Finance and Economic Development Minister Professor Mthuli Ncube is on record labelling the pricing model synchronised or indexed to parallel market rate as bad economics, saying pricing should track movement and direction of inflation rate. The Treasury chief also stressed the fact that while businesses where using the black market to procure foreign currency for key imports, it was impossible that prices should increase by similar margins or higher.

The Treasury chief pointed out that when exchange rates increase, not all imported products may have 100 percent foreign currency component in their procurement, hence prices must not to change by the same factor.

The Confederation of Zimbabwe Industries (CZI) immediate past-president, Sifelani Jabangwe, said the domestic prices may have reached a level where it may no longer be sustainable to continue upward adjustments.

Prices of goods and services in Zimbabwe have since September last year largely tracked movement of foreign exchange rates on the parallel market for foreign currency, where business obtained the forex.

Wild price hikes are also fuelled by speculation and profiteering as well as the need to hedge against inflation to preserve value and cushion replacement cost.

Consequently, Zimbabwe's annual rate of inflation sky-rocketed from 5,39 percent in September last year to 75,8 percent in April this year, and remains under extreme pressure on the back of recent prices increases.

The majority of businesses in Zimbabwe rely on the parallel market to obtain the hard currency that is needed to import raw materials or finished products, as they could not get allocations from the central bank.

Even after the Reserve Bank of Zimbabwe liberalised the foreign exchange trading through introduction of the interbank market for foreign currency, businesses have struggled to secure adequate foreign currency given Zimbabwe's low export earnings and lack of external sources of funding.

Jabangwe said a northward trajectory in price adjustment may no longer be sustainable on the back of falling volumes, as consumers struggle to afford goods and services due to inelastic disposable incomes.

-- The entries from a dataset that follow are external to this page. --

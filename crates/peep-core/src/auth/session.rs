//! Signed-in session storage.
//!
//! Stores the signed-in account identity in `${PEEP_HOME}/session.json` with
//! restricted permissions (0600). Tokens are never written here; signed-in
//! state across restarts means identity only, and a fresh credential is
//! minted per fetch.

use std::fs::{self, OpenOptions};
use std::io::Write;
use std::path::{Path, PathBuf};

use anyhow::{Context, Result};
use serde::{Deserialize, Serialize};

use crate::config::paths;

/// A signed-in Google account, as much of it as we retain.
#[derive(Debug, Clone, PartialEq, Eq, Serialize, Deserialize)]
pub struct Account {
    /// Primary email address.
    pub email: String,
    /// Display name, when the provider returned one.
    #[serde(skip_serializing_if = "Option::is_none")]
    pub display_name: Option<String>,
}

/// On-disk session cache.
#[derive(Debug, Default, Clone, Serialize, Deserialize)]
pub struct SessionCache {
    /// The signed-in account, if any.
    #[serde(skip_serializing_if = "Option::is_none")]
    pub account: Option<Account>,
}

impl SessionCache {
    /// Returns the path to the session cache file.
    pub fn cache_path() -> PathBuf {
        paths::session_path()
    }

    /// Loads the session cache from disk.
    /// Returns an empty cache if the file doesn't exist.
    ///
    /// # Errors
    /// Returns an error if the operation fails.
    pub fn load() -> Result<Self> {
        Self::load_from(&Self::cache_path())
    }

    /// Loads the session cache from a specific path.
    ///
    /// # Errors
    /// Returns an error if the operation fails.
    pub fn load_from(path: &Path) -> Result<Self> {
        if !path.exists() {
            return Ok(Self::default());
        }

        let contents = fs::read_to_string(path)
            .with_context(|| format!("Failed to read session cache from {}", path.display()))?;

        serde_json::from_str(&contents)
            .with_context(|| format!("Failed to parse session cache from {}", path.display()))
    }

    /// Saves the session cache to disk with restricted permissions (0600).
    ///
    /// # Errors
    /// Returns an error if the operation fails.
    pub fn save(&self) -> Result<()> {
        self.save_to(&Self::cache_path())
    }

    /// Saves the session cache to a specific path.
    ///
    /// # Errors
    /// Returns an error if the operation fails.
    pub fn save_to(&self, path: &Path) -> Result<()> {
        // Ensure parent directory exists
        if let Some(parent) = path.parent() {
            fs::create_dir_all(parent)
                .with_context(|| format!("Failed to create directory {}", parent.display()))?;
        }

        let contents =
            serde_json::to_string_pretty(self).context("Failed to serialize session cache")?;

        // Write with restricted permissions
        #[cfg(unix)]
        {
            use std::os::unix::fs::OpenOptionsExt;
            let mut file = OpenOptions::new()
                .write(true)
                .create(true)
                .truncate(true)
                .mode(0o600)
                .open(path)
                .with_context(|| format!("Failed to open {} for writing", path.display()))?;
            file.write_all(contents.as_bytes())
                .with_context(|| format!("Failed to write to {}", path.display()))?;
        }

        #[cfg(not(unix))]
        {
            fs::write(path, contents)
                .with_context(|| format!("Failed to write to {}", path.display()))?;
        }

        Ok(())
    }

    /// True when an account is cached.
    pub fn is_signed_in(&self) -> bool {
        self.account.is_some()
    }

    /// Records a signed-in account.
    pub fn set_account(&mut self, account: Account) {
        self.account = Some(account);
    }

    /// Clears the signed-in account, returning the previous one.
    pub fn clear(&mut self) -> Option<Account> {
        self.account.take()
    }
}

#[cfg(test)]
mod tests {
    use super::*;

    /// Test: load/save roundtrip keeps the account.
    #[test]
    fn test_session_roundtrip() {
        let dir = tempfile::tempdir().unwrap();
        let path = dir.path().join("session.json");

        let mut cache = SessionCache::default();
        assert!(!cache.is_signed_in());
        cache.set_account(Account {
            email: "user@example.com".to_string(),
            display_name: Some("User".to_string()),
        });
        cache.save_to(&path).unwrap();

        let loaded = SessionCache::load_from(&path).unwrap();
        assert!(loaded.is_signed_in());
        assert_eq!(loaded.account.unwrap().email, "user@example.com");
    }

    /// Test: missing file loads as signed out.
    #[test]
    fn test_session_missing_file() {
        let dir = tempfile::tempdir().unwrap();
        let cache = SessionCache::load_from(&dir.path().join("session.json")).unwrap();
        assert!(!cache.is_signed_in());
    }

    /// Test: clear removes the account and returns it.
    #[test]
    fn test_session_clear() {
        let mut cache = SessionCache::default();
        cache.set_account(Account {
            email: "user@example.com".to_string(),
            display_name: None,
        });

        let removed = cache.clear();
        assert_eq!(removed.unwrap().email, "user@example.com");
        assert!(!cache.is_signed_in());
    }

    /// Test: the cache file is written with owner-only permissions.
    #[cfg(unix)]
    #[test]
    fn test_session_file_mode() {
        use std::os::unix::fs::PermissionsExt;

        let dir = tempfile::tempdir().unwrap();
        let path = dir.path().join("session.json");
        SessionCache::default().save_to(&path).unwrap();

        let mode = std::fs::metadata(&path).unwrap().permissions().mode();
        assert_eq!(mode & 0o777, 0o600);
    }
}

"Volumes have already come down significantly and we need to deal with what is keeping the prices up there and right now the rate of the RTGS to the US dollar has exceeded what it should be because the products are no longer affordable to consumers," Jabangwe said yesterday.

"So, we do not expect the rate to keep going up, but already it has exceeded the rate where we expect it to be. There is needed to address that issue and we believe it is as a result that there is no appetite for RTGS in the economy," he said.

Minister Mthuli said Government expects pricing models to become more rational and predictable by end of this year.

Delta said recently it had stopped charging for some of its products in forex following a significant improvement in access to foreign currency on the interbank market, which has stuttered since introduction in March.

With many businesses dependent on the black market for foreign currency in order to be able to import finished goods or critical manufacturing raw materials, the pricing for most products reflected huge premiums of buying forex on the black market, which is driving prices sky-high.

Economist Dr Gift Mugano said firms spending huge amounts of the local currency on buying foreign currency on parallel markets in order to import raw materials or finished products could face challenges turning over their stock, which may constrain capacity to meet future obligations.

However, Dr Mugano said while there was no confidence in the RTGS dollar as a currency and store of value, as it continues to lose ground against the greenback, the speculative pricing by businesses was not sustainable relative the incomes the majority of people have at their disposal.

"They (businesses) are not going to sustain that level of prices, in fact they are going to sink, they are not even going to swim, they are going to sink because the pricing we are seeing now is manipulated," Dr Mugano said.